### Task to carry out:
Among the records, which lines include "operación"? List them.

Extracted data entries:
______
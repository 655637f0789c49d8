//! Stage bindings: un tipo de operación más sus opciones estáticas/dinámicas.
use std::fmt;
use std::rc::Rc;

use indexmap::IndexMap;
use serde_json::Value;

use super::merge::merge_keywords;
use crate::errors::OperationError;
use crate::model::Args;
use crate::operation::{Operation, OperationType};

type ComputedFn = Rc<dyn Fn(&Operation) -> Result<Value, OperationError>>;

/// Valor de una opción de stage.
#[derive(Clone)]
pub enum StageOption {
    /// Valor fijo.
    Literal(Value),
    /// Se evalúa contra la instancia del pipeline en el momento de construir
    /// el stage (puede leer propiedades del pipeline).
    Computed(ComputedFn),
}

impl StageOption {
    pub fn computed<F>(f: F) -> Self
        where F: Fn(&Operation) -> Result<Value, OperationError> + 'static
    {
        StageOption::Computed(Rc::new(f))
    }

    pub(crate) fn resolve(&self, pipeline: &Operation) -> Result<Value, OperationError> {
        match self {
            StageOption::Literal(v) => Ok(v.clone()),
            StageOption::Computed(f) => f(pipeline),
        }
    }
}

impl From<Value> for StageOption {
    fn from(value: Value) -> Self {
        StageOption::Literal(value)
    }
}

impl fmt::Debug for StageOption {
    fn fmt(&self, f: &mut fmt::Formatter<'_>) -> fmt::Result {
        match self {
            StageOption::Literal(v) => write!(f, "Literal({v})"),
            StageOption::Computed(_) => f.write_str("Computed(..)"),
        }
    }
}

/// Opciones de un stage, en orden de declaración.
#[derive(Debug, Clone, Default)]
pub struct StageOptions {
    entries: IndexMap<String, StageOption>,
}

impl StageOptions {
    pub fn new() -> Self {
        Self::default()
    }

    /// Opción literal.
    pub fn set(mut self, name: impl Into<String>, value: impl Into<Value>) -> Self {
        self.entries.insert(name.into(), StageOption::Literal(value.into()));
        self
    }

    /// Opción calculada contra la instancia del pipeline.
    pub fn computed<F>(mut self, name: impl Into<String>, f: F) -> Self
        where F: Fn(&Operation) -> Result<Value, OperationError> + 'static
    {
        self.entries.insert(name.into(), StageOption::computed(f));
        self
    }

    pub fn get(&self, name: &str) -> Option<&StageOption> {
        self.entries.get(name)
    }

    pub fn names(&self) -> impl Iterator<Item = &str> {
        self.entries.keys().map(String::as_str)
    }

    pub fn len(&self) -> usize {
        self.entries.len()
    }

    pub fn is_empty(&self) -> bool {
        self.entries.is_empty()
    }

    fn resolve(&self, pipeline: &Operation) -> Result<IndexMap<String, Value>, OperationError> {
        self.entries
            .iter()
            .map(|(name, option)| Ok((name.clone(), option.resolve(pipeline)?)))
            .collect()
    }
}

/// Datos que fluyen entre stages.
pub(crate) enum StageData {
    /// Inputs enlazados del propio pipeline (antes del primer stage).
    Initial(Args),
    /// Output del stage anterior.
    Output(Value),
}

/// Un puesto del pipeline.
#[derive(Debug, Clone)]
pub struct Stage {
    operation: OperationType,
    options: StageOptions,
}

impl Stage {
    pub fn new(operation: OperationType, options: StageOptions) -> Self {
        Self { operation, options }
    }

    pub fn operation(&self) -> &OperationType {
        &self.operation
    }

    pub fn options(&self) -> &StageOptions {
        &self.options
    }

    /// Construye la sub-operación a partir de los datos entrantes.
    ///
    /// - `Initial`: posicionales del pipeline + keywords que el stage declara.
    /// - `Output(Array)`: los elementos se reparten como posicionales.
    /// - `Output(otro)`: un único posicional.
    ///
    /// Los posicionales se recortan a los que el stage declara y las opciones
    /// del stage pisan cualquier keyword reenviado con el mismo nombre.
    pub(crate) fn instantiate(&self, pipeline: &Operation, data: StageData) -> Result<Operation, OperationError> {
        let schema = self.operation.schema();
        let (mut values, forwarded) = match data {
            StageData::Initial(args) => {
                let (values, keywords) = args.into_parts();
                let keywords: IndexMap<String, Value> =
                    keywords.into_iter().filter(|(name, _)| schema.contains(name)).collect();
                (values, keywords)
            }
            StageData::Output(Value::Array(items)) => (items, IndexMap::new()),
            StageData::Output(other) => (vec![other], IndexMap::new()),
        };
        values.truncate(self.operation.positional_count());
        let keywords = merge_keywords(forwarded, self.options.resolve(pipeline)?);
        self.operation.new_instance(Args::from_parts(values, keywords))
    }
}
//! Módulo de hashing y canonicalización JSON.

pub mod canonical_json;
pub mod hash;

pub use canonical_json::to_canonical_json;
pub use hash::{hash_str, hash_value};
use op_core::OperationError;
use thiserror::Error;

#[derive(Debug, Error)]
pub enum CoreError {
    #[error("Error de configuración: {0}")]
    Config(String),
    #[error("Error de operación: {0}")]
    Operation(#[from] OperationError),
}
______
### Solved exercise:
//! Stage bindings: un tipo de operación más sus opciones estáticas/dinámicas.
    /// Construye la sub-operación a partir de los datos entrantes.
    #[error("Error de operación: {0}")]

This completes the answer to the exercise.